MATERIAL FOR THIS EXERCISE -
//! Shared test utilities for integration and E2E tests.
//!
//! ## Usage
//!
//! ```rust,ignore
//! mod common;
//! use common::prelude::*;
//!
//! #[test]
//! fn test_example() {
//!     let fixture = TestFixture::new().with_git_repo();
//!     fixture.command().arg("--help").assert().success();
//! }
//! ```

use assert_fs::prelude::*;
use std::env;
use std::path::Path;
use std::process::Command;

use hook_mirror::ecosystem::Ecosystem;

/// Re-export commonly used test dependencies for convenience.
pub mod prelude {
    #[allow(unused_imports)]
    pub use assert_cmd::cargo::cargo_bin_cmd;
    #[allow(unused_imports)]
    pub use assert_fs::prelude::*;
    #[allow(unused_imports)]
    pub use predicates::prelude::*;

    #[allow(unused_imports)]
    pub use super::should_skip_network_tests;
    #[allow(unused_imports)]
    pub use super::FixedVersions;
    pub use super::TestFixture;
}

/// Check if network tests should be skipped.
///
/// Returns `true` if the `SKIP_NETWORK_TESTS` environment variable is set.
#[allow(dead_code)]
pub fn should_skip_network_tests() -> bool {
    env::var("SKIP_NETWORK_TESTS").is_ok()
}

/// An ecosystem with a fixed version list, for replaying without a registry.
#[allow(dead_code)]
pub struct FixedVersions {
    pub key: &'static str,
    pub versions: Vec<&'static str>,
    pub pin_dependencies: bool,
}

#[allow(dead_code)]
impl FixedVersions {
    /// A `ruby` ecosystem listing `versions` oldest first.
    pub fn ruby(versions: &[&'static str]) -> Self {
        Self {
            key: "ruby",
            versions: versions.to_vec(),
            pin_dependencies: false,
        }
    }
}

impl Ecosystem for FixedVersions {
    fn key(&self) -> &str {
        self.key
    }

    fn list_versions(&self, _package_name: &str) -> hook_mirror::error::Result<Vec<String>> {
        Ok(self.versions.iter().map(|v| v.to_string()).collect())
    }

    fn additional_dependencies(&self, package_name: &str, version: &str) -> Option<Vec<String>> {
        self.pin_dependencies
            .then(|| vec![format!("{}@{}", package_name, version)])
    }
}

/// A test fixture that provides a temporary directory, optionally a git
/// repository ready to receive mirror commits.
pub struct TestFixture {
    temp_dir: assert_fs::TempDir,
}

#[allow(dead_code)]
impl TestFixture {
    /// Create a new test fixture with an empty temporary directory.
    pub fn new() -> Self {
        Self {
            temp_dir: assert_fs::TempDir::new().expect("Failed to create temp directory"),
        }
    }

    /// Initialize a git repository with a local identity and signing off.
    pub fn with_git_repo(self) -> Self {
        self.git(&["init", "--quiet"]);
        self.git(&["config", "user.name", "Mirror Test"]);
        self.git(&["config", "user.email", "mirror@example.com"]);
        self.git(&["config", "commit.gpgsign", "false"]);
        self.git(&["config", "tag.gpgsign", "false"]);
        self
    }

    /// Add a file with the given path and content.
    pub fn with_file(self, path: &str, content: &str) -> Self {
        self.temp_dir
            .child(path)
            .write_str(content)
            .expect("Failed to write file");
        self
    }

    /// Get the path to the temporary directory.
    pub fn path(&self) -> &Path {
        self.temp_dir.path()
    }

    /// Create a child path in the temp directory.
    pub fn child(&self, path: &str) -> assert_fs::fixture::ChildPath {
        self.temp_dir.child(path)
    }

    /// Read a file from the fixture, trimmed.
    pub fn read(&self, path: &str) -> String {
        std::fs::read_to_string(self.path().join(path))
            .expect("Failed to read file")
            .trim()
            .to_string()
    }

    /// Run git in the fixture and return its trimmed stdout.
    pub fn git(&self, args: &[&str]) -> String {
        let output = Command::new("git")
            .arg("-C")
            .arg(self.path())
            .args(args)
            .output()
            .expect("Failed to run git");
        assert!(
            output.status.success(),
            "git {:?} failed: {}",
            args,
            String::from_utf8_lossy(&output.stderr)
        );
        String::from_utf8_lossy(&output.stdout).trim().to_string()
    }

    /// Tags sorted by name.
    pub fn tags(&self) -> Vec<String> {
        self.git(&["tag", "-l"])
            .lines()
            .map(str::to_string)
            .collect()
    }

    /// Commit subjects, newest first.
    pub fn commit_subjects(&self) -> Vec<String> {
        self.git(&["log", "--format=%s"])
            .lines()
            .map(str::to_string)
            .collect()
    }
}

impl Default for TestFixture {
    fn default() -> Self {
        Self::new()
    }
}

#[allow(dead_code)]
impl TestFixture {
    /// Create a `hook-mirror` command running in this fixture's directory.
    pub fn command(&self) -> assert_cmd::Command {
        let mut cmd = assert_cmd::cargo::cargo_bin_cmd!("hook-mirror");
        cmd.current_dir(self.path());
        cmd.env_remove("HOOK_MIRROR_TEMPLATES");
        cmd
    }
}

PROBLEM TO SOLVE -
For every line of the material above that contains the word "temporary", show the line.

RESPONSE AREA -
/// A test fixture that provides a temporary directory, optionally a git
    /// Create a new test fixture with an empty temporary directory.
    /// Get the path to the temporary directory.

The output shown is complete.